> [WORK INSTRUCTION] The answer consists solely of the data below, reproduced exactly.

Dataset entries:
§ §

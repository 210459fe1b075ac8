//! Duplicate detection over the full order list.
//!
//! Up to three mutually-unaware writers can try to create "the same" order: the buyer's
//! browser after payment confirmation, the payment-processor callback, and an admin undo of a
//! delete. The store enforces no uniqueness, so this module is the only thing standing
//! between a checkout session and a duplicate record.
//!
//! [`find_duplicate`] is pure and deterministic: rules are evaluated in strict priority
//! order and the first match wins. Exact identifiers (idempotency token, processor payment
//! id) are authoritative; the content/time-window rule is a best-effort fallback for retries
//! where no stable identifier survived (e.g. a reload regenerated a fresh token).
use chrono::{DateTime, Duration, Utc};
use log::debug;
use serde::{Deserialize, Serialize};
use sor_common::trimmed_non_empty;

use crate::db_types::{NewOrder, Order};

/// How far back the content/time-window rule looks for an earlier copy of the same order.
///
/// Wide enough to tolerate realistic network and retry delay between the browser path and
/// the processor callback; narrow enough to bound false positives from genuine repeat
/// purchases by the same customer.
pub fn match_window() -> Duration {
    Duration::minutes(5)
}

/// Given a candidate and the full existing-order list, decide whether the candidate already
/// exists and return the matching record if so.
///
/// Rule priority, first match wins:
/// 1. Token match: the candidate carries a `request_id` and an existing order has the same
///    `request_id` or the same `order_number`.
/// 2. Payment match: the candidate carries a (non-whitespace) `payment_id` that an existing
///    order already holds.
/// 3. Content/time-window match: an order for the same email created less than
///    [`match_window`] ago, with an identical item list (same ids and quantities, same
///    order) and the same total, or one where exactly one of the two first names is the
///    `"Valued Customer"` placeholder.
///
/// On a match the existing record is canonical and is returned unchanged; the candidate's
/// (possibly better) data is **not** merged in. Only the duplicate write is avoided.
pub fn find_duplicate<'a>(candidate: &NewOrder, existing: &'a [Order], now: DateTime<Utc>) -> Option<&'a Order> {
    if let Some(token) = trimmed_non_empty(candidate.request_id.as_deref()) {
        if let Some(order) = existing
            .iter()
            .find(|o| o.request_id.as_deref() == Some(token) || o.order_number == candidate.order_number)
        {
            debug!("🔍️ Candidate {} matched existing order {} by token", candidate.order_number, order.order_number);
            return Some(order);
        }
    }

    if let Some(payment_id) = trimmed_non_empty(candidate.payment_id.as_deref()) {
        if let Some(order) = existing.iter().find(|o| o.payment_id.as_deref() == Some(payment_id)) {
            debug!(
                "🔍️ Candidate {} matched existing order {} by payment id {payment_id}",
                candidate.order_number, order.order_number
            );
            return Some(order);
        }
    }

    let recent =
        existing.iter().filter(|o| o.customer.email == candidate.customer.email && now - o.created_at < match_window());
    for order in recent {
        if same_cart(candidate, order) {
            debug!(
                "🔍️ Candidate {} matched existing order {} by cart contents within the window",
                candidate.order_number, order.order_number
            );
            return Some(order);
        }
        if placeholder_mismatch(candidate, order) {
            debug!(
                "🔍️ Candidate {} matched existing order {} by the placeholder-name rule",
                candidate.order_number, order.order_number
            );
            return Some(order);
        }
    }
    None
}

/// Identical item lists (same id and quantity at every index) and totals within epsilon.
fn same_cart(candidate: &NewOrder, order: &Order) -> bool {
    order.items.len() == candidate.items.len()
        && order.items.iter().zip(&candidate.items).all(|(a, b)| a.id == b.id && a.quantity == b.quantity)
        && order.total.approx_eq(candidate.total)
}

/// Exactly one of the two first names is the placeholder. One writer knew the customer and
/// the other did not; same email plus the window is enough to call them the same order.
fn placeholder_mismatch(candidate: &NewOrder, order: &Order) -> bool {
    order.customer.has_placeholder_name() != candidate.customer.has_placeholder_name()
}

//--------------------------------------   Reconciliation audit   ----------------------------------------------------

/// A finding from the offline reconciliation audit. The audit is advisory: it never blocks a
/// write, it reports invariants that the heuristic gate could not (or did not) hold.
///
/// Findings travel over the admin audit endpoint, so the wire names are camelCase like the
/// other order document types.
#[derive(Debug, Clone, PartialEq, Eq, Serialize, Deserialize)]
#[serde(rename_all = "camelCase")]
pub enum AuditFinding {
    /// An order with no line items. Cannot have come from a real checkout.
    #[serde(rename_all = "camelCase")]
    FakeOrder { id: i64 },
    /// Two or more orders share a payment id, which the processor guarantees is unique per
    /// successful charge.
    #[serde(rename_all = "camelCase")]
    DuplicatePaymentId { payment_id: String, order_ids: Vec<i64> },
    /// Two or more orders share an idempotency token.
    #[serde(rename_all = "camelCase")]
    DuplicateRequestId { request_id: String, order_ids: Vec<i64> },
}

/// Scans the full order list for reconciliation invariant violations.
pub fn audit_orders(orders: &[Order]) -> Vec<AuditFinding> {
    let mut findings = Vec::new();
    for order in orders.iter().filter(|o| o.is_fake()) {
        findings.push(AuditFinding::FakeOrder { id: order.id });
    }
    findings.extend(duplicate_key_findings(orders, |o| o.payment_id.as_deref(), |key, ids| {
        AuditFinding::DuplicatePaymentId { payment_id: key, order_ids: ids }
    }));
    findings.extend(duplicate_key_findings(orders, |o| o.request_id.as_deref(), |key, ids| {
        AuditFinding::DuplicateRequestId { request_id: key, order_ids: ids }
    }));
    findings
}

fn duplicate_key_findings<K, F>(orders: &[Order], key: K, finding: F) -> Vec<AuditFinding>
where
    K: Fn(&Order) -> Option<&str>,
    F: Fn(String, Vec<i64>) -> AuditFinding,
{
    let mut seen: Vec<(&str, Vec<i64>)> = Vec::new();
    for order in orders {
        let Some(k) = trimmed_non_empty(key(order)) else { continue };
        match seen.iter_mut().find(|(existing, _)| *existing == k) {
            Some((_, ids)) => ids.push(order.id),
            None => seen.push((k, vec![order.id])),
        }
    }
    seen.into_iter().filter(|(_, ids)| ids.len() > 1).map(|(k, ids)| finding(k.to_string(), ids)).collect()
}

§ §

> [FINAL ANSWER]
repository 210459fe1b075ac8
//! Duplicate detection over the full order list.
//!
//! Up to three mutually-unaware writers can try to create "the same" order: the buyer's
//! browser after payment confirmation, the payment-processor callback, and an admin undo of a
//! delete. The store enforces no uniqueness, so this module is the only thing standing
//! between a checkout session and a duplicate record.
//!
//! [`find_duplicate`] is pure and deterministic: rules are evaluated in strict priority
//! order and the first match wins. Exact identifiers (idempotency token, processor payment
//! id) are authoritative; the content/time-window rule is a best-effort fallback for retries
//! where no stable identifier survived (e.g. a reload regenerated a fresh token).
use chrono::{DateTime, Duration, Utc};
use log::debug;
use serde::{Deserialize, Serialize};
use sor_common::trimmed_non_empty;

use crate::db_types::{NewOrder, Order};

/// How far back the content/time-window rule looks for an earlier copy of the same order.
///
/// Wide enough to tolerate realistic network and retry delay between the browser path and
/// the processor callback; narrow enough to bound false positives from genuine repeat
/// purchases by the same customer.
pub fn match_window() -> Duration {
    Duration::minutes(5)
}

/// Given a candidate and the full existing-order list, decide whether the candidate already
/// exists and return the matching record if so.
///
/// Rule priority, first match wins:
/// 1. Token match: the candidate carries a `request_id` and an existing order has the same
///    `request_id` or the same `order_number`.
/// 2. Payment match: the candidate carries a (non-whitespace) `payment_id` that an existing
///    order already holds.
/// 3. Content/time-window match: an order for the same email created less than
///    [`match_window`] ago, with an identical item list (same ids and quantities, same
///    order) and the same total, or one where exactly one of the two first names is the
///    `"Valued Customer"` placeholder.
///
/// On a match the existing record is canonical and is returned unchanged; the candidate's
/// (possibly better) data is **not** merged in. Only the duplicate write is avoided.
pub fn find_duplicate<'a>(candidate: &NewOrder, existing: &'a [Order], now: DateTime<Utc>) -> Option<&'a Order> {
    if let Some(token) = trimmed_non_empty(candidate.request_id.as_deref()) {
        if let Some(order) = existing
            .iter()
            .find(|o| o.request_id.as_deref() == Some(token) || o.order_number == candidate.order_number)
        {
            debug!("🔍️ Candidate {} matched existing order {} by token", candidate.order_number, order.order_number);
            return Some(order);
        }
    }

    if let Some(payment_id) = trimmed_non_empty(candidate.payment_id.as_deref()) {
        if let Some(order) = existing.iter().find(|o| o.payment_id.as_deref() == Some(payment_id)) {
            debug!(
                "🔍️ Candidate {} matched existing order {} by payment id {payment_id}",
                candidate.order_number, order.order_number
            );
            return Some(order);
        }
    }

    let recent =
        existing.iter().filter(|o| o.customer.email == candidate.customer.email && now - o.created_at < match_window());
    for order in recent {
        if same_cart(candidate, order) {
            debug!(
                "🔍️ Candidate {} matched existing order {} by cart contents within the window",
                candidate.order_number, order.order_number
            );
            return Some(order);
        }
        if placeholder_mismatch(candidate, order) {
            debug!(
                "🔍️ Candidate {} matched existing order {} by the placeholder-name rule",
                candidate.order_number, order.order_number
            );
            return Some(order);
        }
    }
    None
}

/// Identical item lists (same id and quantity at every index) and totals within epsilon.
fn same_cart(candidate: &NewOrder, order: &Order) -> bool {
    order.items.len() == candidate.items.len()
        && order.items.iter().zip(&candidate.items).all(|(a, b)| a.id == b.id && a.quantity == b.quantity)
        && order.total.approx_eq(candidate.total)
}

/// Exactly one of the two first names is the placeholder. One writer knew the customer and
/// the other did not; same email plus the window is enough to call them the same order.
fn placeholder_mismatch(candidate: &NewOrder, order: &Order) -> bool {
    order.customer.has_placeholder_name() != candidate.customer.has_placeholder_name()
}

//--------------------------------------   Reconciliation audit   ----------------------------------------------------

/// A finding from the offline reconciliation audit. The audit is advisory: it never blocks a
/// write, it reports invariants that the heuristic gate could not (or did not) hold.
///
/// Findings travel over the admin audit endpoint, so the wire names are camelCase like the
/// other order document types.
#[derive(Debug, Clone, PartialEq, Eq, Serialize, Deserialize)]
#[serde(rename_all = "camelCase")]
pub enum AuditFinding {
    /// An order with no line items. Cannot have come from a real checkout.
    #[serde(rename_all = "camelCase")]
    FakeOrder { id: i64 },
    /// Two or more orders share a payment id, which the processor guarantees is unique per
    /// successful charge.
    #[serde(rename_all = "camelCase")]
    DuplicatePaymentId { payment_id: String, order_ids: Vec<i64> },
    /// Two or more orders share an idempotency token.
    #[serde(rename_all = "camelCase")]
    DuplicateRequestId { request_id: String, order_ids: Vec<i64> },
}

/// Scans the full order list for reconciliation invariant violations.
pub fn audit_orders(orders: &[Order]) -> Vec<AuditFinding> {
    let mut findings = Vec::new();
    for order in orders.iter().filter(|o| o.is_fake()) {
        findings.push(AuditFinding::FakeOrder { id: order.id });
    }
    findings.extend(duplicate_key_findings(orders, |o| o.payment_id.as_deref(), |key, ids| {
        AuditFinding::DuplicatePaymentId { payment_id: key, order_ids: ids }
    }));
    findings.extend(duplicate_key_findings(orders, |o| o.request_id.as_deref(), |key, ids| {
        AuditFinding::DuplicateRequestId { request_id: key, order_ids: ids }
    }));
    findings
}

fn duplicate_key_findings<K, F>(orders: &[Order], key: K, finding: F) -> Vec<AuditFinding>
where
    K: Fn(&Order) -> Option<&str>,
    F: Fn(String, Vec<i64>) -> AuditFinding,
{
    let mut seen: Vec<(&str, Vec<i64>)> = Vec::new();
    for order in orders {
        let Some(k) = trimmed_non_empty(key(order)) else { continue };
        match seen.iter_mut().find(|(existing, _)| *existing == k) {
            Some((_, ids)) => ids.push(order.id),
            None => seen.push((k, vec![order.id])),
        }
    }
    seen.into_iter().filter(|(_, ids)| ids.len() > 1).map(|(k, ids)| finding(k.to_string(), ids)).collect()
}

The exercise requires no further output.